Haemophilia. 2010 Jan;16 Suppl 1:13-9. doi: 10.1111/j.1365-2516.2009.02175.x.
Inhibitor development, because of its impact on patients' morbidity and quality of life, is presently the most serious complication of haemophilia A treatment. The identification of several genetic and non-genetic risk factors may be used for the stratification of inhibitor risk and the definition of prevention strategies, particularly for patients with a high-risk genetic profile. The most extensively studied genetic factor is the type of F8 mutation, i.e. large deletions, nonsense mutations and inversions, which are associated with a higher risk of inhibitor development. This is the basis for the increased risk in patients with inhibitor family history; however, concordance family studies showed that factors other than F8 mutations are involved. An emerging role is investigated for polymorphisms of immune-regulatory genes that may increase (IL-10 and TNF-alpha) or reduce (CTLA-4) inhibitor risk and whose heterogeneous ethnic distribution may correlate to the higher inhibitor risk in non-caucasian patients. A role for FVIII haplotypes, particularly in black haemophiliacs, has been recently proposed. Recent studies report an increased inhibitor risk for initial intensive treatments (surgery or severe bleeds requiring high-dose and/or prolonged treatment, presence of danger signals), whereas regular prophylaxis (absence of danger signals) exerts a protective effect. A clinical score including the type of F8 mutation, family history of inhibitors and intensive treatment has been recently validated for predicting inhibitor risk. Because of the lack of useful data regarding the role of different types of FVIII concentrates, the stratification of risk in patients starting replacement treatment together with the careful evaluation of indications, doses and duration of treatment at first exposures and further efforts for overcoming barriers to early implementation of prophylaxis are encouraged, particularly for patients with a predictable high inhibitor risk.

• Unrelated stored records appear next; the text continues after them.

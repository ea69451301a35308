//! Linux block device access
//!
//! Opens a disk read-only and queries the kernel for its geometry, block size,
//! capacity and DASD type. The opened [`DeviceHandle`] implements [`BlockIo`]
//! so the boot map reader can run on it; dropping it closes the descriptor.

use bootmap::types::DEVICE_SECTOR_SIZE;
use bootmap::{Disk, DiskType, Error, Geometry, Result};
use gpt_disk_io::BlockIo;
use gpt_disk_types::{BlockSize, Lba};
use log::debug;
use std::fs::{File, OpenOptions};
use std::io;
use std::os::unix::fs::FileExt;
use std::os::unix::io::AsRawFd;
use std::path::{Path, PathBuf};

/// Get device geometry
const HDIO_GETGEO: u32 = 0x0301;
/// Get logical block size
const BLKSSZGET: u32 = 0x1268;
/// Get device size in 512 byte sectors
const BLKGETSIZE: u32 = 0x1260;
/// `_IOR('D', 1, dasd_information_t)`
const BIODASDINFO: u32 = (2 << 30) | ((DASD_INFO_SIZE as u32) << 16) | (0x44 << 8) | 1;

const DASD_INFO_SIZE: usize = 376;

/// `struct hd_geometry`
#[repr(C)]
#[derive(Default)]
#[allow(dead_code)]
struct HdGeometry {
    heads: u8,
    sectors: u8,
    cylinders: u16,
    start: libc::c_ulong,
}

/// `dasd_information_t`
#[repr(C)]
#[allow(dead_code)]
struct DasdInformation {
    devno: u32,
    real_devno: u32,
    schid: u32,
    /// cu_type:16 cu_model:8
    cu_type_model: u32,
    /// dev_type:16 dev_model:8
    dev_type_model: u32,
    open_count: u32,
    req_queue_len: u32,
    chanq_len: u32,
    kind: [u8; 4],
    status: u32,
    label_block: u32,
    fba_layout: u32,
    characteristics_size: u32,
    confdata_size: u32,
    characteristics: [u8; 64],
    configuration_data: [u8; 256],
}

const _: () = assert!(core::mem::size_of::<DasdInformation>() == DASD_INFO_SIZE);

/// Classify a DASD from its driver type string and layout flag
pub fn dasd_type(kind: &[u8; 4], fba_layout: bool) -> DiskType {
    match kind {
        b"FBA " => DiskType::Fba,
        b"DIAG" => DiskType::Diag,
        b"ECKD" if fba_layout => DiskType::EckdClassic,
        b"ECKD" => DiskType::EckdCompatible,
        _ => DiskType::Unknown,
    }
}

/// Device capacity in physical blocks from its size in 512 byte sectors
pub fn phy_blocks(sectors: u64, block_size: u32) -> u64 {
    let sectors_per_block = (u64::from(block_size) / DEVICE_SECTOR_SIZE).max(1);
    sectors / sectors_per_block
}

/// An opened block device
#[derive(Debug)]
pub struct DeviceHandle {
    file: File,
    path: PathBuf,
    disk_type: DiskType,
    geometry: Geometry,
    block_size: BlockSize,
    sectors: u64,
}

impl DeviceHandle {
    /// Open `path` and query its parameters
    pub fn open(path: &Path) -> Result<Self> {
        let file = OpenOptions::new()
            .read(true)
            .open(path)
            .map_err(|e| Error::Device(format!("Error opening disk - {e}")))?;
        let fd = file.as_raw_fd();

        let mut geo = HdGeometry::default();
        ioctl(fd, HDIO_GETGEO, &mut geo)
            .map_err(|e| Error::Device(format!("Error getting disk geometry - {e}")))?;

        let mut size: libc::c_int = 0;
        ioctl(fd, BLKSSZGET, &mut size)
            .map_err(|e| Error::Device(format!("Error getting blocksize - {e}")))?;
        let block_size = u32::try_from(size)
            .ok()
            .and_then(BlockSize::new)
            .ok_or_else(|| {
                Error::Device(format!("Error getting blocksize - invalid size {size}"))
            })?;

        let mut sectors: libc::c_ulong = 0;
        ioctl(fd, BLKGETSIZE, &mut sectors)
            .map_err(|e| Error::Device(format!("Error getting device size - {e}")))?;

        // SAFETY: an all-zero dasd_information_t is a valid value
        let mut info: DasdInformation = unsafe { std::mem::zeroed() };
        let disk_type = match ioctl(fd, BIODASDINFO, &mut info) {
            Ok(()) => dasd_type(&info.kind, info.fba_layout != 0),
            Err(e) => {
                debug!("{}: no DASD information ({e}), assuming SCSI", path.display());
                DiskType::Scsi
            }
        };

        let geometry = Geometry {
            heads: u32::from(geo.heads),
            sectors: u32::from(geo.sectors),
            cylinders: u32::from(geo.cylinders),
        };
        debug!(
            "{}: {} disk, {} byte blocks, {} sectors, {:?}",
            path.display(),
            disk_type,
            block_size.to_u32(),
            sectors,
            geometry
        );

        Ok(Self {
            file,
            path: path.to_path_buf(),
            disk_type,
            geometry,
            block_size,
            sectors: u64::from(sectors),
        })
    }

    pub fn path(&self) -> &Path {
        &self.path
    }

    pub fn disk_type(&self) -> DiskType {
        self.disk_type
    }

    pub fn geometry(&self) -> Geometry {
        self.geometry
    }
}

impl BlockIo for DeviceHandle {
    type Error = io::Error;

    fn block_size(&self) -> BlockSize {
        self.block_size
    }

    fn num_blocks(&mut self) -> io::Result<u64> {
        Ok(phy_blocks(self.sectors, self.block_size.to_u32()))
    }

    fn read_blocks(&mut self, start_lba: Lba, dst: &mut [u8]) -> io::Result<()> {
        self.file
            .read_exact_at(dst, start_lba.0 * self.block_size.to_u64())
    }

    fn write_blocks(&mut self, _start_lba: Lba, _src: &[u8]) -> io::Result<()> {
        Err(io::Error::new(
            io::ErrorKind::PermissionDenied,
            "boot disks are opened read-only",
        ))
    }

    fn flush(&mut self) -> io::Result<()> {
        Ok(())
    }
}

/// Open the block device at `path` and read its boot record
pub fn open_disk(path: &Path) -> Result<Disk<DeviceHandle>> {
    let handle = DeviceHandle::open(path)?;
    let (disk_type, geometry) = (handle.disk_type(), handle.geometry());
    Disk::open(handle, disk_type, geometry)
}

fn ioctl<T>(fd: libc::c_int, request: u32, arg: &mut T) -> io::Result<()> {
    // SAFETY: callers pair each request with the argument type the kernel
    // expects for it, and `arg` is valid for writes
    let ret = unsafe { libc::ioctl(fd, request as _, arg as *mut T) };
    if ret == -1 {
        Err(io::Error::last_os_error())
    } else {
        Ok(())
    }
}
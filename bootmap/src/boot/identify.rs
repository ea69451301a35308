//! Boot object identification
//!
//! zipl places a stage 3 loader in the load entry right before the execute
//! entry. Its parameter block names the addresses of the kernel, the initrd
//! and the parmfile, which are matched against the load addresses of the
//! preceding entries.

use crate::disk::Disk;
use crate::error::{Error, Result};
use crate::pointer::BlockPointer;
use crate::segment::copy_component;
use crate::table::ComponentTable;
use crate::types::{
    BootObjects, ComponentEntry, InitrdObject, Stage3Params, PSW_DISABLED_WAIT,
};
use alloc::string::String;
use gpt_disk_io::BlockIo;
use log::debug;

fn invalid_table() -> Error {
    Error::format("Error - invalid component table found")
}

/// Locate kernel, initrd and parmfile of a component table
pub fn identify_boot_objects<B: BlockIo>(
    disk: &mut Disk<B>,
    table: &ComponentTable,
) -> Result<BootObjects> {
    let exec = match table.execute_index() {
        Some(index) if index > 0 => index,
        _ => return Err(invalid_table()),
    };
    if table.entries[exec].load_psw() == PSW_DISABLED_WAIT {
        return Err(Error::Unsupported(String::from(
            "Error - data segment load is not supported",
        )));
    }

    let stage3_ptr = table.entries[exec - 1]
        .segment_ptr
        .ok_or_else(invalid_table)?;
    let stage3 = Stage3Params::parse(&copy_component(disk, &stage3_ptr)?)?;
    debug!("stage 3 parameters: {:x?}", stage3);

    let loads = &table.entries[..exec];
    let kernel = segment_at(loads, stage3.kernel_address()).ok_or_else(invalid_table)?;
    let initrd = segment_at(loads, stage3.initrd_addr).map(|ptr| InitrdObject {
        ptr,
        len: stage3.initrd_len,
    });
    let parmfile = segment_at(loads, stage3.parm_addr);

    let objects = BootObjects {
        kernel,
        initrd,
        parmfile,
    };
    debug!("boot objects: {:?}", objects);
    Ok(objects)
}

/// Segment pointer of the first entry loaded at `address`
fn segment_at(entries: &[ComponentEntry], address: u64) -> Option<BlockPointer> {
    entries
        .iter()
        .find(|entry| entry.address == address)
        .and_then(|entry| entry.segment_ptr)
}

抑制剂的发展是目前影响血友病 A 患者发病率和生活质量的最严重并发症。确定几种遗传和非遗传风险因素可用于抑制剂风险分层和预防策略的定义,特别是对于具有高遗传风险特征的患者。研究最多的遗传因素是 F8 突变类型,即大片段缺失、无义突变和倒位,这些与更高的抑制剂发展风险相关。这是具有抑制剂家族史患者风险增加的基础;然而,一致性家族研究表明,除了 F8 突变之外,还有其他因素参与其中。免疫调节基因的多态性正在被研究,这些多态性可能增加(IL-10 和 TNF-α)或降低(CTLA-4)抑制剂的风险,其异质性的种族分布可能与非白种人群中更高的抑制剂风险相关。FVIII 单倍型的作用最近也被提出,特别是在黑人血友病患者中。最近的研究报告表明,初始强化治疗(手术或需要大剂量和/或长时间治疗的严重出血,存在危险信号)会增加抑制剂的风险,而常规预防(无危险信号)会产生保护作用。最近验证了一种包括 F8 突变类型、抑制剂家族史和强化治疗的临床评分,用于预测抑制剂的风险。由于缺乏关于不同类型 FVIII 浓缩物作用的有用数据,因此鼓励在开始替代治疗时对患者进行风险分层,并仔细评估首次暴露时的治疗指征、剂量和持续时间,进一步努力克服早期实施预防的障碍,特别是对于具有可预测的高抑制剂风险的患者。